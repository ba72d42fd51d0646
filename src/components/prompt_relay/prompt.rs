use crate::utils::time::format_date;
use chrono::{Datelike, NaiveDate};
use serde_json::{json, Value};

/// Field names the model must fill in
pub const REQUIRED_FIELDS: [&str; 3] = ["title", "startDate", "endDate"];

const SYSTEM_PROMPT_TEMPLATE: &str = "You turn a user's free-text description of a plan or appointment into a single calendar entry.

Today's date is {today} ({weekday}). Resolve every relative expression (\"tomorrow\", \"next Tuesday\", \"in two weeks\", \"this weekend\") against today's date.

Rules:
1.  \"title\": a short display title for the event, in the same language the user wrote in. Leave out dates and times.
2.  \"startDate\" and \"endDate\": calendar dates in YYYY-MM-DD format. Use the same date for both when the event lasts a single day. \"endDate\" is never before \"startDate\".
3.  If the year is omitted, use the next occurrence of that date on or after today.
4.  If no date is given at all, use today's date.
5.  \"description\": any remaining details from the message (people, place, times of day, notes). Use an empty string if there are none.

Reply with the JSON object only.";

/// System instruction with today's date filled in
pub fn system_instruction(today: NaiveDate) -> String {
    SYSTEM_PROMPT_TEMPLATE
        .replace("{today}", &format_date(today))
        .replace("{weekday}", &today.weekday().to_string())
}

/// Response schema in the OpenAPI subset Gemini accepts for `responseSchema`
pub fn response_schema() -> Value {
    json!({
        "type": "OBJECT",
        "properties": {
            "title": { "type": "STRING" },
            "startDate": { "type": "STRING", "description": "YYYY-MM-DD" },
            "endDate": { "type": "STRING", "description": "YYYY-MM-DD" },
            "description": { "type": "STRING" }
        },
        "required": REQUIRED_FIELDS,
        "propertyOrdering": ["title", "startDate", "endDate", "description"]
    })
}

= = = = = = =

**Work order:** In the records above, how many lines contain the word "endDate"? Say only the number.

**Solution for this problem:** 4